# Orange peel texture repair debacle



## Yallery (Sep 18, 2017)

Hi Folks,

I recently finished repairing seam cracks on an orange peel textured ceiling. This is what I did, as usual:

1. Removed and cleaned out any loose material
2. Mesh tape and 2 coats Easy Sand
3. Sprayed loose mud over patches and knocked down

(I didn't prime my repairs, though. I'm thinking that was a mistake.)

Looked like a million bucks when I was done. Home owner very happy.

Now, an (unknown to me) painter comes in, and says all (ALL!) my repairs are coming down as he rolls. Every one! Not sure if it's just the texture or the coats as well.

I just got the call so I haven't seen it yet, but I'm looking at it tomorrow.

I've done this sort of repair so many times...with no problems. No calcimine on this job.

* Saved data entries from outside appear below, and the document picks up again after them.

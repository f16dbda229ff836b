//! Graph dumps: flattening a protocol to JSON and rebuilding it.
//!
//! ```text
//! {
//!   "title": str, "uri": str,
//!   "nodes": { name: { "uri", "type", "title", "data", "config" } },
//!   "links": [ { "from": {"node", "port"}, "to": {"node", "port"} } ],
//!   "interfaces": { name: { "to": {"node", "port"} } },
//!   "outerfaces": { name: { "from": {"node", "port"} } },
//!   "layout": { name: [x, y] }
//! }
//! ```

use super::{PROTOCOL_TYPE, Protocol, ProtocolLogic};
use crate::core::error::{EngineError, Result};
use crate::core::lock;
use crate::core::process::{Process, ProcessLogic};
use crate::lab::Lab;
use futures::FutureExt;
use futures::future::BoxFuture;
use serde_json::{Map, Value, json};
use std::sync::Arc;

/// Keys blanked or dropped by [`Protocol::barefy`].
const TIMESTAMP_KEYS: [&str; 3] = ["created_at", "last_modified_at", "save_datetime"];

impl ProtocolLogic {
    pub(crate) fn dumps(&self, protocol: &Process, bare: bool) -> Value {
        let graph = lock(&self.graph);
        let nodes: Map<String, Value> = graph
            .processes
            .iter()
            .map(|(name, process)| (name.clone(), process.to_json(bare)))
            .collect();
        let interfaces: Map<String, Value> = graph
            .interfaces
            .iter()
            .map(|(name, i)| (name.clone(), i.to_json()))
            .collect();
        let outerfaces: Map<String, Value> = graph
            .outerfaces
            .iter()
            .map(|(name, o)| (name.clone(), o.to_json()))
            .collect();
        let layout: Map<String, Value> = graph
            .layout
            .iter()
            .map(|(name, pos)| (name.clone(), json!(pos)))
            .collect();
        json!({
            "title": self.title(),
            "uri": if bare { "" } else { protocol.uri() },
            "nodes": nodes,
            "links": graph.connectors.iter().map(|c| c.to_json()).collect::<Vec<_>>(),
            "interfaces": interfaces,
            "outerfaces": outerfaces,
            "layout": layout,
        })
    }
}

fn str_at<'a>(value: &'a Value, pointer: &str, what: &str) -> Result<&'a str> {
    value
        .pointer(pointer)
        .and_then(Value::as_str)
        .ok_or_else(|| EngineError::Graph(format!("{} is missing '{}'", what, pointer)))
}

fn objects(graph: &Value, key: &str) -> Map<String, Value> {
    graph
        .get(key)
        .and_then(Value::as_object)
        .cloned()
        .unwrap_or_default()
}

impl Protocol {
    /// Flattens the protocol, recursively, to its graph JSON.
    ///
    /// A bare dump carries no URIs and serves as a template.
    pub fn dumps(&self, bare: bool) -> Value {
        self.logic().dumps(self.process(), bare)
    }

    /// Rebuilds a protocol from a graph dump.
    ///
    /// A bare rebuild creates new processes through the registry; otherwise
    /// persisted processes are reused by URI.
    pub fn from_graph(lab: &Arc<Lab>, graph: &Value, bare: bool) -> BoxFuture<'static, Result<Protocol>> {
        let lab = Arc::clone(lab);
        let graph = graph.clone();
        async move { Self::build_from_graph(lab, graph, bare).await }.boxed()
    }

    async fn build_from_graph(lab: Arc<Lab>, graph: Value, bare: bool) -> Result<Protocol> {
        let uri = graph.get("uri").and_then(Value::as_str).unwrap_or_default();
        let protocol = if bare || uri.is_empty() {
            Protocol::new(&lab).await?
        } else {
            Protocol::reuse(&lab, uri).await?
        };
        if let Some(title) = graph.get("title").and_then(Value::as_str) {
            protocol.set_title(title);
        }

        for (name, node) in objects(&graph, "nodes") {
            let what = format!("node '{}'", name);
            let type_name = str_at(&node, "/type", &what)?;
            let process = if type_name == PROTOCOL_TYPE {
                let sub = node
                    .pointer("/data/graph")
                    .ok_or_else(|| EngineError::Graph(format!("{} has no graph", what)))?;
                Protocol::from_graph(&lab, sub, bare).await?.into_process()
            } else {
                let node_uri = node.get("uri").and_then(Value::as_str).unwrap_or_default();
                if bare || node_uri.is_empty() {
                    lab.registry().get_or_create(&lab, type_name).await?
                } else {
                    Process::load(&lab, node_uri).await?
                }
            };
            if let Some(params) = node.pointer("/config/data/params").and_then(Value::as_object) {
                process.set_params(params)?;
            }
            protocol.add_process(&name, &process)?;
        }

        let links = graph
            .get("links")
            .and_then(Value::as_array)
            .cloned()
            .unwrap_or_default();
        for link in links {
            let source = protocol.get_process(str_at(&link, "/from/node", "link")?)?;
            let target = protocol.get_process(str_at(&link, "/to/node", "link")?)?;
            protocol.connect(
                &source,
                str_at(&link, "/from/port", "link")?,
                &target,
                str_at(&link, "/to/port", "link")?,
            )?;
        }

        for (name, interface) in objects(&graph, "interfaces") {
            let what = format!("interface '{}'", name);
            let target = protocol.get_process(str_at(&interface, "/to/node", &what)?)?;
            protocol.set_interface(&name, &target, str_at(&interface, "/to/port", &what)?)?;
        }
        for (name, outerface) in objects(&graph, "outerfaces") {
            let what = format!("outerface '{}'", name);
            let source = protocol.get_process(str_at(&outerface, "/from/node", &what)?)?;
            protocol.set_outerface(&name, &source, str_at(&outerface, "/from/port", &what)?)?;
        }

        for (name, position) in objects(&graph, "layout") {
            let coords: Vec<f64> = position
                .as_array()
                .map(|a| a.iter().filter_map(Value::as_f64).collect())
                .unwrap_or_default();
            if let [x, y] = coords[..] {
                protocol.set_position(&name, x, y)?;
            }
        }
        Ok(protocol)
    }

    /// Normalizes a dump for structural comparison: every URI is blanked,
    /// timestamps are dropped and links are sorted.
    pub fn barefy(graph: &Value) -> Value {
        match graph {
            Value::Object(map) => {
                let mut out = Map::new();
                for (key, value) in map {
                    if TIMESTAMP_KEYS.contains(&key.as_str()) {
                        continue;
                    }
                    let value = match (key.as_str(), value) {
                        ("uri", Value::String(_)) => Value::String(String::new()),
                        ("links", Value::Array(items)) => {
                            let mut items: Vec<Value> = items.iter().map(Protocol::barefy).collect();
                            items.sort_by_key(|v| v.to_string());
                            Value::Array(items)
                        }
                        _ => Protocol::barefy(value),
                    };
                    out.insert(key.clone(), value);
                }
                Value::Object(out)
            }
            Value::Array(items) => Value::Array(items.iter().map(Protocol::barefy).collect()),
            other => other.clone(),
        }
    }
}

#[cfg(test)]
mod tests {
    use super::*;

    #[test]
    fn test_barefy_blanks_identity_and_sorts_links() {
        let dump = json!({
            "uri": "abc",
            "created_at": "2024-01-01",
            "links": [
                {"from": {"node": "b", "port": "x"}, "to": {"node": "c", "port": "y"}},
                {"from": {"node": "a", "port": "x"}, "to": {"node": "b", "port": "y"}},
            ],
            "nodes": {"a": {"uri": "u1", "config": {"uri": "c1", "data": {}}}},
        });
        let bare = Protocol::barefy(&dump);
        assert_eq!(bare["uri"], "");
        assert!(bare.get("created_at").is_none());
        assert_eq!(bare["nodes"]["a"]["uri"], "");
        assert_eq!(bare["nodes"]["a"]["config"]["uri"], "");
        assert_eq!(bare["links"][0]["from"]["node"], "a");
    }
}
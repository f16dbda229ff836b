use crate::core::error::Result;
use crate::core::lock;
use crate::lab::Lab;
use crate::store::{Record, RecordKind, StoreError, new_uri};
use serde_json::{Value, json};
use std::fmt;
use std::sync::{Arc, Mutex};

/// A node of the resource type lattice.
///
/// Types are declared as statics and chained to their parent, so a port that
/// accepts `Robot` also accepts every type derived from it.
pub struct ResourceType {
    name: &'static str,
    parent: Option<&'static ResourceType>,
}

impl ResourceType {
    pub const fn base(name: &'static str) -> Self {
        Self { name, parent: None }
    }

    pub const fn derived(name: &'static str, parent: &'static ResourceType) -> Self {
        Self {
            name,
            parent: Some(parent),
        }
    }

    pub fn name(&self) -> &'static str {
        self.name
    }

    pub fn parent(&self) -> Option<&'static ResourceType> {
        self.parent
    }

    /// True when `self` is `other` or one of its descendants.
    pub fn is_a(&self, other: &ResourceType) -> bool {
        let mut current = Some(self);
        while let Some(t) = current {
            if t.name == other.name {
                return true;
            }
            current = t.parent;
        }
        false
    }
}

impl PartialEq for ResourceType {
    fn eq(&self, other: &Self) -> bool {
        self.name == other.name
    }
}

impl Eq for ResourceType {}

impl fmt::Debug for ResourceType {
    fn fmt(&self, f: &mut fmt::Formatter<'_>) -> fmt::Result {
        f.write_str(self.name)
    }
}

impl fmt::Display for ResourceType {
    fn fmt(&self, f: &mut fmt::Formatter<'_>) -> fmt::Result {
        f.write_str(self.name)
    }
}

/// The root of every resource type.
pub static RESOURCE: ResourceType = ResourceType::base("Resource");

/// A versioned piece of data produced or consumed by processes.
///
/// The payload is fixed at creation; tasks produce new resources instead of
/// mutating the ones they received.
pub struct Resource {
    uri: String,
    kind: &'static ResourceType,
    data: Value,
    job_uri: Mutex<Option<String>>,
    experiment_uri: Mutex<Option<String>>,
}

impl Resource {
    pub fn new(kind: &'static ResourceType, data: Value) -> Self {
        Self::with_uri(new_uri(), kind, data)
    }

    pub(crate) fn with_uri(uri: String, kind: &'static ResourceType, data: Value) -> Self {
        Self {
            uri,
            kind,
            data,
            job_uri: Mutex::new(None),
            experiment_uri: Mutex::new(None),
        }
    }

    pub fn uri(&self) -> &str {
        &self.uri
    }

    pub fn kind(&self) -> &'static ResourceType {
        self.kind
    }

    pub fn data(&self) -> &Value {
        &self.data
    }

    pub fn get_f64(&self, key: &str) -> Option<f64> {
        self.data.get(key).and_then(Value::as_f64)
    }

    /// The job that produced this resource, once it has been saved.
    pub fn job_uri(&self) -> Option<String> {
        lock(&self.job_uri).clone()
    }

    pub fn experiment_uri(&self) -> Option<String> {
        lock(&self.experiment_uri).clone()
    }

    /// Binds the resource to its producing job. The first binding wins.
    pub(crate) fn bind(&self, job_uri: &str, experiment_uri: Option<&str>) {
        let mut job = lock(&self.job_uri);
        if job.is_none() {
            *job = Some(job_uri.to_string());
            *lock(&self.experiment_uri) = experiment_uri.map(str::to_string);
        }
    }

    pub(crate) fn to_record(&self) -> Record {
        Record::new(
            RecordKind::Resource,
            self.uri.clone(),
            json!({
                "type": self.kind.name(),
                "data": self.data,
                "job_uri": self.job_uri(),
                "experiment_uri": self.experiment_uri(),
            }),
        )
    }

    pub(crate) fn from_record(
        record: &Record,
        resolve: impl Fn(&str) -> Option<&'static ResourceType>,
    ) -> std::result::Result<Self, StoreError> {
        let type_name = record.str_field("type");
        let kind = resolve(type_name)
            .ok_or_else(|| record.malformed(format!("unknown resource type '{}'", type_name)))?;
        let resource = Self::with_uri(
            record.uri.clone(),
            kind,
            record.body.get("data").cloned().unwrap_or(Value::Null),
        );
        *lock(&resource.job_uri) = record
            .body
            .get("job_uri")
            .and_then(Value::as_str)
            .map(str::to_string);
        *lock(&resource.experiment_uri) = record
            .body
            .get("experiment_uri")
            .and_then(Value::as_str)
            .map(str::to_string);
        Ok(resource)
    }

    /// Loads a persisted resource, resolving its type through the lab registry.
    pub async fn load(lab: &Arc<Lab>, uri: &str) -> Result<Option<Resource>> {
        let Some(record) = lab.store().get_by_uri(RecordKind::Resource, uri).await? else {
            return Ok(None);
        };
        let resource = Self::from_record(&record, |name| lab.registry().resource_type(name))?;
        Ok(Some(resource))
    }
}

impl fmt::Debug for Resource {
    fn fmt(&self, f: &mut fmt::Formatter<'_>) -> fmt::Result {
        f.debug_struct("Resource")
            .field("uri", &self.uri)
            .field("kind", &self.kind)
            .field("data", &self.data)
            .finish()
    }
}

I'm wondering if the painter tried rolling over paint or primer that wasn't quite dry, maybe back rolling too soon. Something I could never prove, of course.

I'm baffled.

What do you guys think? 

Thanks,

Scott


----------



## Mjaw (Nov 24, 2020)

Yallery said:


> Hi Folks,
> 
> I recently finished repairing seam cracks on an orange peel textured ceiling. This is what I did, as usual:
> 
> ...


I always prime my repairs, ive seen painters pull material on repairs


----------